EXERCISE GOAL
Filter the listing so that only lines with the word "fetch" remain.

PROVIDED ENTRIES

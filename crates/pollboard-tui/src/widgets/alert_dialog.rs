// Modal overlays: the application alert dialog and quit confirmation.
//
// Both render as centered boxes on top of the main layout.

use ratatui::layout::{Constraint, Flex, Layout, Rect};
use ratatui::style::{Color, Modifier, Style};
use ratatui::text::{Line, Span};
use ratatui::widgets::{Block, Borders, Clear, Paragraph, Wrap};
use ratatui::Frame;

use pollboard_core::alert::{AlertAction, AlertConfig};

const ALERT_WIDTH: u16 = 56;
const QUIT_WIDTH: u16 = 28;
const QUIT_HEIGHT: u16 = 5;

pub fn render(frame: &mut Frame, area: Rect, alert: &AlertConfig) {
    let inner_width = ALERT_WIDTH.saturating_sub(4) as usize;
    let height = wrapped_rows(&alert.description, inner_width) + 5;
    let dialog_area = centered_rect(ALERT_WIDTH, height, area);

    frame.render_widget(Clear, dialog_area);

    let accent = match alert.on_confirm {
        AlertAction::DeletePoll(_) => Color::Red,
        AlertAction::Dismiss => Color::Yellow,
    };
    let block = Block::default()
        .borders(Borders::ALL)
        .border_style(Style::default().fg(accent))
        .title(Span::styled(
            format!(" {} ", alert.title),
            Style::default().fg(accent).add_modifier(Modifier::BOLD),
        ));

    let lines = vec![
        Line::raw(alert.description.clone()),
        Line::raw(""),
        button_line(alert),
    ];

    let paragraph = Paragraph::new(lines)
        .block(block)
        .wrap(Wrap { trim: true })
        .style(Style::default().bg(Color::Black));
    frame.render_widget(paragraph, dialog_area);
}

pub fn render_quit(frame: &mut Frame, area: Rect) {
    let dialog_area = centered_rect(QUIT_WIDTH, QUIT_HEIGHT, area);
    frame.render_widget(Clear, dialog_area);

    let block = Block::default()
        .borders(Borders::ALL)
        .border_style(Style::default().fg(Color::Yellow))
        .title(Span::styled(
            " Quit? ",
            Style::default()
                .fg(Color::Yellow)
                .add_modifier(Modifier::BOLD),
        ));

    let text = Line::from(vec![
        Span::raw("  Really quit? ("),
        Span::styled("y", Style::default().fg(Color::Green).add_modifier(Modifier::BOLD)),
        Span::raw("/"),
        Span::styled("n", Style::default().fg(Color::Red).add_modifier(Modifier::BOLD)),
        Span::raw(")"),
    ]);

    let paragraph = Paragraph::new(text)
        .block(block)
        .style(Style::default().bg(Color::Black));
    frame.render_widget(paragraph, dialog_area);
}

/// "[Enter] Confirm   [Esc] Cancel", cancel only when the alert has one.
fn button_line(alert: &AlertConfig) -> Line<'static> {
    let key_style = Style::default().add_modifier(Modifier::BOLD);
    let mut spans = vec![
        Span::styled("[Enter] ", key_style),
        Span::styled(alert.confirm_label.clone(), Style::default().fg(Color::Green)),
    ];
    if let Some(label) = alert.cancel_label() {
        spans.push(Span::raw("   "));
        spans.push(Span::styled("[Esc] ", key_style));
        spans.push(Span::styled(label.to_string(), Style::default().fg(Color::Gray)));
    }
    Line::from(spans)
}

/// Rows `text` needs when wrapped at `width` columns (rough, by characters).
fn wrapped_rows(text: &str, width: usize) -> u16 {
    if width == 0 {
        return 1;
    }
    let chars = text.chars().count().max(1);
    chars.div_ceil(width).min(u16::MAX as usize) as u16
}

/// Centered rectangle of the given size within `area`, clamped to fit.
pub(crate) fn centered_rect(width: u16, height: u16, area: Rect) -> Rect {
    let vertical = Layout::vertical([Constraint::Length(height.min(area.height))])
        .flex(Flex::Center)
        .split(area);

    let horizontal = Layout::horizontal([Constraint::Length(width.min(area.width))])
        .flex(Flex::Center)
        .split(vertical[0]);

    horizontal[0]
}

#[cfg(test)]
mod tests {
    use super::*;
    use pollboard_core::model::PollId;
    use ratatui::backend::TestBackend;
    use ratatui::Terminal;

    fn line_text(line: &Line) -> String {
        line.spans.iter().map(|s| s.content.as_ref()).collect()
    }

    #[test]
    fn centered_rect_is_centered() {
        let area = Rect::new(0, 0, 80, 24);
        let result = centered_rect(QUIT_WIDTH, QUIT_HEIGHT, area);
        assert_eq!(result.width, QUIT_WIDTH);
        assert_eq!(result.height, QUIT_HEIGHT);
        let dx = (result.x + result.width / 2) as i32 - (area.width / 2) as i32;
        let dy = (result.y + result.height / 2) as i32 - (area.height / 2) as i32;
        assert!(dx.unsigned_abs() <= 1);
        assert!(dy.unsigned_abs() <= 1);
    }

    #[test]
    fn centered_rect_clamps_to_small_area() {
        let area = Rect::new(0, 0, 10, 3);
        let result = centered_rect(ALERT_WIDTH, 9, area);
        assert!(result.width <= area.width);
        assert!(result.height <= area.height);
    }

    #[test]
    fn notice_has_single_button() {
        let text = line_text(&button_line(&AlertConfig::notice("T", "D")));
        assert_eq!(text, "[Enter] OK");
    }

    #[test]
    fn delete_confirmation_offers_cancel() {
        let text = line_text(&button_line(&AlertConfig::confirm_delete(PollId::new("p"))));
        assert_eq!(text, "[Enter] Delete   [Esc] Cancel");
    }

    #[test]
    fn wrapped_rows_rounds_up() {
        assert_eq!(wrapped_rows("", 10), 1);
        assert_eq!(wrapped_rows("abcdefghij", 10), 1);
        assert_eq!(wrapped_rows("abcdefghijk", 10), 2);
    }

    #[test]
    fn render_shows_title_and_description() {
        let mut terminal = Terminal::new(TestBackend::new(80, 24)).unwrap();
        let alert = AlertConfig::not_logged_in("vote on polls");
        terminal
            .draw(|frame| render(frame, frame.area(), &alert))
            .unwrap();
        let text: String = terminal
            .backend()
            .buffer()
            .content()
            .iter()
            .map(|c| c.symbol())
            .collect();
        assert!(text.contains("Not Logged In"));
        assert!(text.contains("Please sign in to vote on polls."));
    }

    #[test]
    fn render_quit_does_not_panic() {
        let mut terminal = Terminal::new(TestBackend::new(80, 24)).unwrap();
        terminal
            .draw(|frame| render_quit(frame, frame.area()))
            .unwrap();
    }
}
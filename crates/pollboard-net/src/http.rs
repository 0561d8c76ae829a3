// HTTP client for the polling backend.
//
// Every call maps onto one REST endpoint under `/api`. Non-success answers
// are turned into `ApiError::Backend`, carrying the `{"message": ...}` text
// from the body when the backend sent one.

use async_trait::async_trait;
use reqwest::{RequestBuilder, StatusCode};
use serde::de::DeserializeOwned;
use serde::{Deserialize, Serialize};
use tracing::{debug, warn};

use pollboard_core::api::{ApiError, PollApi};
use pollboard_core::config::Config;
use pollboard_core::model::{OptionId, Poll, PollDraft, PollId, User};

// ---------------------------------------------------------------------------
// Wire bodies
// ---------------------------------------------------------------------------

#[derive(Debug, Serialize)]
struct NewOption<'a> {
    text: &'a str,
}

#[derive(Debug, Serialize)]
struct NewPoll<'a> {
    question: &'a str,
    options: Vec<NewOption<'a>>,
}

#[derive(Debug, Serialize)]
#[serde(rename_all = "camelCase")]
struct VoteBody<'a> {
    option_id: &'a OptionId,
}

#[derive(Debug, Serialize)]
#[serde(rename_all = "camelCase")]
struct LoginBody<'a> {
    id_token: &'a str,
}

#[derive(Debug, Deserialize)]
struct LoginResponse {
    user: User,
}

#[derive(Debug, Deserialize)]
struct ErrorBody {
    message: Option<String>,
}

// ---------------------------------------------------------------------------
// HttpPollApi
// ---------------------------------------------------------------------------

/// `PollApi` over the backend's REST endpoints.
pub struct HttpPollApi {
    http: reqwest::Client,
    base_url: String,
}

impl HttpPollApi {
    pub fn new(base_url: impl Into<String>) -> Self {
        let base_url: String = base_url.into();
        Self {
            http: reqwest::Client::new(),
            base_url: base_url.trim_end_matches('/').to_string(),
        }
    }

    pub fn from_config(config: &Config) -> Self {
        Self::new(config.backend_url())
    }

    fn url(&self, path: &str) -> String {
        format!("{}{}", self.base_url, path)
    }

    fn poll_url(&self, id: &PollId) -> String {
        self.url(&format!("/api/polls/{}", id.as_str()))
    }

    /// Send `request` and decode a JSON body on success.
    async fn fetch<T: DeserializeOwned>(&self, request: RequestBuilder) -> Result<T, ApiError> {
        let text = self.send(request).await?;
        serde_json::from_str(&text).map_err(|e| {
            warn!("Failed to decode backend response: {}", e);
            ApiError::Decode(e.to_string())
        })
    }

    /// Send `request`, returning the raw body on success.
    async fn send(&self, request: RequestBuilder) -> Result<String, ApiError> {
        let response = request
            .send()
            .await
            .map_err(|e| ApiError::Transport(e.to_string()))?;
        let status = response.status();
        let text = response
            .text()
            .await
            .map_err(|e| ApiError::Transport(e.to_string()))?;
        debug!(status = status.as_u16(), bytes = text.len(), "backend response");

        if status.is_success() {
            Ok(text)
        } else {
            Err(error_from_body(status, &text))
        }
    }
}

/// Build the error for a non-success response.
pub(crate) fn error_from_body(status: StatusCode, body: &str) -> ApiError {
    let message = serde_json::from_str::<ErrorBody>(body)
        .ok()
        .and_then(|b| b.message)
        .filter(|m| !m.trim().is_empty());
    ApiError::Backend {
        status: status.as_u16(),
        message,
    }
}

#[async_trait]
impl PollApi for HttpPollApi {
    async fn list_polls(&self) -> Result<Vec<Poll>, ApiError> {
        self.fetch(self.http.get(self.url("/api/polls"))).await
    }

    async fn get_poll(&self, id: &PollId) -> Result<Poll, ApiError> {
        self.fetch(self.http.get(self.poll_url(id))).await
    }

    async fn create_poll(&self, credential: &str, draft: &PollDraft) -> Result<Poll, ApiError> {
        let body = NewPoll {
            question: &draft.question,
            options: draft
                .options
                .iter()
                .map(|text| NewOption { text })
                .collect(),
        };
        let request = self
            .http
            .post(self.url("/api/polls"))
            .bearer_auth(credential)
            .json(&body);
        self.fetch(request).await
    }

    async fn vote(
        &self,
        credential: &str,
        poll: &PollId,
        option: &OptionId,
    ) -> Result<Poll, ApiError> {
        let request = self
            .http
            .put(format!("{}/vote", self.poll_url(poll)))
            .bearer_auth(credential)
            .json(&VoteBody { option_id: option });
        self.fetch(request).await
    }

    async fn delete_poll(&self, credential: &str, id: &PollId) -> Result<(), ApiError> {
        // Any success body is accepted.
        self.send(self.http.delete(self.poll_url(id)).bearer_auth(credential))
            .await
            .map(|_| ())
    }

    async fn exchange_credential(&self, credential: &str) -> Result<User, ApiError> {
        let request = self
            .http
            .post(self.url("/api/auth/google-login"))
            .json(&LoginBody {
                id_token: credential,
            });
        let response: LoginResponse = self.fetch(request).await?;
        Ok(response.user)
    }
}

// ---------------------------------------------------------------------------
// Tests
// ---------------------------------------------------------------------------

#[cfg(test)]
mod tests {
    use super::*;

    #[test]
    fn urls_join_without_double_slash() {
        let api = HttpPollApi::new("http://localhost:5000/");
        assert_eq!(api.url("/api/polls"), "http://localhost:5000/api/polls");
        assert_eq!(
            api.poll_url(&PollId::new("abc")),
            "http://localhost:5000/api/polls/abc"
        );
    }

    #[test]
    fn from_config_uses_backend_url() {
        let api = HttpPollApi::from_config(&Config::default());
        assert_eq!(api.url("/api/polls"), "http://localhost:5000/api/polls");
    }

    #[test]
    fn error_body_message_is_kept() {
        let err = error_from_body(
            StatusCode::BAD_REQUEST,
            r#"{"message":"You have already voted on this poll."}"#,
        );
        assert_eq!(
            err,
            ApiError::Backend {
                status: 400,
                message: Some("You have already voted on this poll.".into()),
            }
        );
    }

    #[test]
    fn non_json_error_body_has_no_message() {
        let err = error_from_body(StatusCode::BAD_GATEWAY, "<html>Bad Gateway</html>");
        assert_eq!(
            err,
            ApiError::Backend {
                status: 502,
                message: None,
            }
        );
    }

    #[test]
    fn blank_error_message_is_dropped() {
        let err = error_from_body(StatusCode::FORBIDDEN, r#"{"message":"  "}"#);
        assert_eq!(err.user_message("fallback"), "fallback");
    }

    #[test]
    fn request_bodies_use_backend_field_names() {
        let vote = serde_json::to_value(VoteBody {
            option_id: &OptionId::new("o1"),
        })
        .unwrap();
        assert_eq!(vote, serde_json::json!({ "optionId": "o1" }));

        let login = serde_json::to_value(LoginBody { id_token: "tok" }).unwrap();
        assert_eq!(login, serde_json::json!({ "idToken": "tok" }));

        let poll = serde_json::to_value(NewPoll {
            question: "Best color?",
            options: vec![NewOption { text: "Red" }, NewOption { text: "Blue" }],
        })
        .unwrap();
        assert_eq!(
            poll,
            serde_json::json!({
                "question": "Best color?",
                "options": [{ "text": "Red" }, { "text": "Blue" }]
            })
        );
    }

    #[test]
    fn login_response_unwraps_user() {
        let body = r#"{"user":{"_id":"u1","displayName":"Ada","votedPolls":[]}}"#;
        let parsed: LoginResponse = serde_json::from_str(body).unwrap();
        assert_eq!(parsed.user.display_name, "Ada");
    }
}
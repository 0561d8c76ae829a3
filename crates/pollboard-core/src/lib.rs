// Library root: client state, workflows, and the backend seam for the
// pollboard terminal client.

pub mod alert;
pub mod api;
pub mod app;
pub mod config;
pub mod credentials;
pub mod form;
pub mod model;
pub mod protocol;
pub mod router;
pub mod store;
pub mod workflow;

RESULT OF THIS TASK
    async fn fetch<T: DeserializeOwned>(&self, request: RequestBuilder) -> Result<T, ApiError> {
        self.fetch(self.http.get(self.url("/api/polls"))).await
        self.fetch(self.http.get(self.poll_url(id))).await
        self.fetch(request).await
        self.fetch(request).await
        let response: LoginResponse = self.fetch(request).await?;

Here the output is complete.